Während Mercedes um 32 Prozent, VW um 27,7 Prozent, Audi um 25,7 Prozent, BMW um 24,8 Prozent, Opel um 22,2 Prozent und Porsche um 11,5 Prozent zulegten, musste man sich bei Ford mit mageren 5,1 Prozent zufrieden geben. Den Vogel schoss ein Modell ab, von dem man es so eigentlich nicht erwartet hätte: Der Smart. Bezogen auf die Zahlen vom Februar 2006 nahm der Verkauf um 206,7 Prozent zu. Diese Marke dürfte so schnell nicht zu toppen sein. Die ausländischen Anbieter weisen ein eher durchwachsenes Bild auf. Renault bestätigte mit 48.4 Prozent einmal mehr, dass man in Deutschland gerne einen Franzosen fährt. Bei den anderen Herstellern gibt es noch großen Nachholbedarf. Toyota/Lexus müssen ein Minus von 12,7 Prozent schlucken, bei Suzuki sind es 1,2 Prozent, bei Kia 1,1 Prozent, bei Chevrolet 3,5 Prozent, bei Volvo 19,2 Prozent und bei Alfa Romeo stolze 48 Prozent, die man unter „Soll“ geblieben ist.
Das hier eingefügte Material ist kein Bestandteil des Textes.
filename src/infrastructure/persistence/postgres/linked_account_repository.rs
use async_trait::async_trait;
use chrono::{DateTime, Utc};
use sqlx::PgPool;

use crate::domain::banking::{entities::LinkedAccount, ports::LinkedAccountRepository};
use crate::domain::user::{errors::RepositoryError, value_objects::UserId};

pub struct PostgresLinkedAccountRepository {
  pool: PgPool,
}

impl PostgresLinkedAccountRepository {
  pub fn new(pool: PgPool) -> Self {
    Self { pool }
  }
}

#[derive(Debug, sqlx::FromRow)]
struct LinkedAccountRow {
  id: i64,
  user_id: i64,
  account_name: String,
  institution_name: String,
  bank_link_access_token: Option<String>,
  bank_link_item_id: Option<String>,
  funding_source_url: Option<String>,
  has_removed_funding_source: bool,
  is_active: bool,
  created_at: DateTime<Utc>,
}

impl From<LinkedAccountRow> for LinkedAccount {
  fn from(row: LinkedAccountRow) -> Self {
    LinkedAccount {
      id: row.id,
      user_id: UserId::from_db(row.user_id),
      account_name: row.account_name,
      institution_name: row.institution_name,
      bank_link_access_token: row.bank_link_access_token,
      bank_link_item_id: row.bank_link_item_id,
      funding_source_url: row.funding_source_url,
      has_removed_funding_source: row.has_removed_funding_source,
      is_active: row.is_active,
      created_at: row.created_at,
    }
  }
}

#[async_trait]
impl LinkedAccountRepository for PostgresLinkedAccountRepository {
  async fn find_for_user(&self, user_id: UserId) -> Result<Vec<LinkedAccount>, RepositoryError> {
    let rows = sqlx::query_as::<_, LinkedAccountRow>(
      r#"
            SELECT
                id,
                user_id,
                account_name,
                institution_name,
                bank_link_access_token,
                bank_link_item_id,
                funding_source_url,
                has_removed_funding_source,
                is_active,
                created_at
            FROM user_accounts
            WHERE user_id = $1
            ORDER BY id
            "#,
    )
    .bind(user_id.into_inner())
    .fetch_all(&self.pool)
    .await?;

    Ok(rows.into_iter().map(Into::into).collect())
  }

  async fn find_placeholder_account(
    &self,
    placeholder_user_id: UserId,
  ) -> Result<Option<LinkedAccount>, RepositoryError> {
    let row = sqlx::query_as::<_, LinkedAccountRow>(
      r#"
            SELECT
                id,
                user_id,
                account_name,
                institution_name,
                bank_link_access_token,
                bank_link_item_id,
                funding_source_url,
                has_removed_funding_source,
                is_active,
                created_at
            FROM user_accounts
            WHERE user_id = $1 AND NOT is_active
            ORDER BY id
            LIMIT 1
            "#,
    )
    .bind(placeholder_user_id.into_inner())
    .fetch_optional(&self.pool)
    .await?;

    Ok(row.map(Into::into))
  }

  async fn mark_funding_source_removed(&self, account_id: i64) -> Result<(), RepositoryError> {
    let result =
      sqlx::query("UPDATE user_accounts SET has_removed_funding_source = TRUE WHERE id = $1")
        .bind(account_id)
        .execute(&self.pool)
        .await?;

    if result.rows_affected() == 0 {
      tracing::warn!("Linked account {} not found when marking funding source removed", account_id);
      return Err(RepositoryError::NotFound);
    }

    Ok(())
  }

  async fn delete_for_user(&self, user_id: UserId) -> Result<u64, RepositoryError> {
    let result = sqlx::query("DELETE FROM user_accounts WHERE user_id = $1")
      .bind(user_id.into_inner())
      .execute(&self.pool)
      .await
      .map_err(|e| {
        tracing::error!("Failed to delete linked accounts of user {}: {}", user_id, e);
        RepositoryError::from(e)
      })?;

    Ok(result.rows_affected())
  }
}
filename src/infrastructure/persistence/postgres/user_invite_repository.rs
use async_trait::async_trait;
use sqlx::PgPool;

use crate::domain::user::{
  errors::RepositoryError,
  ports::UserInviteRepository,
  value_objects::{Email, UserId},
};

pub struct PostgresUserInviteRepository {
  pool: PgPool,
}

impl PostgresUserInviteRepository {
  pub fn new(pool: PgPool) -> Self {
    Self { pool }
  }
}

#[async_trait]
impl UserInviteRepository for PostgresUserInviteRepository {
  async fn delete_for_user(
    &self,
    user_id: UserId,
    email: Option<&Email>,
  ) -> Result<u64, RepositoryError> {
    let result = sqlx::query(
      r#"
            DELETE FROM user_invites
            WHERE initiating_user_id = $1
               OR ($2::TEXT IS NOT NULL AND NOT is_converted AND LOWER(email) = $2)
            "#,
    )
    .bind(user_id.into_inner())
    .bind(email.map(Email::as_str))
    .execute(&self.pool)
    .await
    .map_err(|e| {
      tracing::error!("Failed to delete invites of user {}: {}", user_id, e);
      RepositoryError::from(e)
    })?;

    Ok(result.rows_affected())
  }
}
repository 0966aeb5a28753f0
pub mod http;
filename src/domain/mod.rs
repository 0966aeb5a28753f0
pub mod account_deletion;
pub mod banking;
pub mod expense;
pub mod user;

// Re-export user module for easier access
pub use user::*;
use async_trait::async_trait;
use sqlx::PgPool;

use crate::domain::user::{errors::RepositoryError, ports::LoginLogRepository, value_objects::UserId};

pub struct PostgresLoginLogRepository {
  pool: PgPool,
}

impl PostgresLoginLogRepository {
  pub fn new(pool: PgPool) -> Self {
    Self { pool }
  }
}

#[async_trait]
impl LoginLogRepository for PostgresLoginLogRepository {
  async fn delete_for_user(&self, user_id: UserId) -> Result<u64, RepositoryError> {
    let result = sqlx::query("DELETE FROM login_logs WHERE user_id = $1")
      .bind(user_id.into_inner())
      .execute(&self.pool)
      .await
      .map_err(|e| {
        tracing::error!("Failed to delete login logs of user {}: {}", user_id, e);
        RepositoryError::from(e)
      })?;

    Ok(result.rows_affected())
  }
}
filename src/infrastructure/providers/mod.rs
pub mod disabled;
pub mod dwolla_gateway;
pub mod plaid_gateway;

pub use disabled::DisabledProvider;
pub use dwolla_gateway::DwollaPaymentGateway;
pub use plaid_gateway::PlaidBankLinkGateway;
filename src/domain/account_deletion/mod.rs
//! Account deletion cascade
//!
//! A deletion request is queued as an [`AccountDeletionEvent`] and later
//! processed by running every [`ResourceCleaner`] for the user in a fixed
//! order. References other users still need are handed to the
//! [`DeactivatedPlaceholder`] instead of being deleted.

pub mod entities;
pub mod errors;
pub mod ports;
pub mod services;
pub mod value_objects;

pub use entities::{AccountDeletionEvent, DeactivatedPlaceholder, Delivery};
pub use errors::{AccountDeletionError, CleanupError, NotificationError, QueueError};
pub use ports::{
  CascadeObserver, DeletionNotifier, DeletionQueue, NoopCascadeObserver, ResourceCleaner,
};
pub use services::{
  AccountDeletionOrchestrator, CascadeCleaners, CascadeDependencies, PlaceholderResolver,
};
pub use value_objects::{CleanupStep, EnqueueOutcome, ExternalFailurePolicy, RetryOutcome};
Der Gebrauchtwagenmarkt liegt ähnlich gut im Trend wie der bei den Neuwagen. 505.238 Mal wurde eine Besitzumschreibung vorgenommen. 575.111 Autos waren es insgesamt, die einen neuen Besitzer erhielten. Vorgelegt wurden die Zahlen vom Kraftfahrtbundesamt in Flensburg.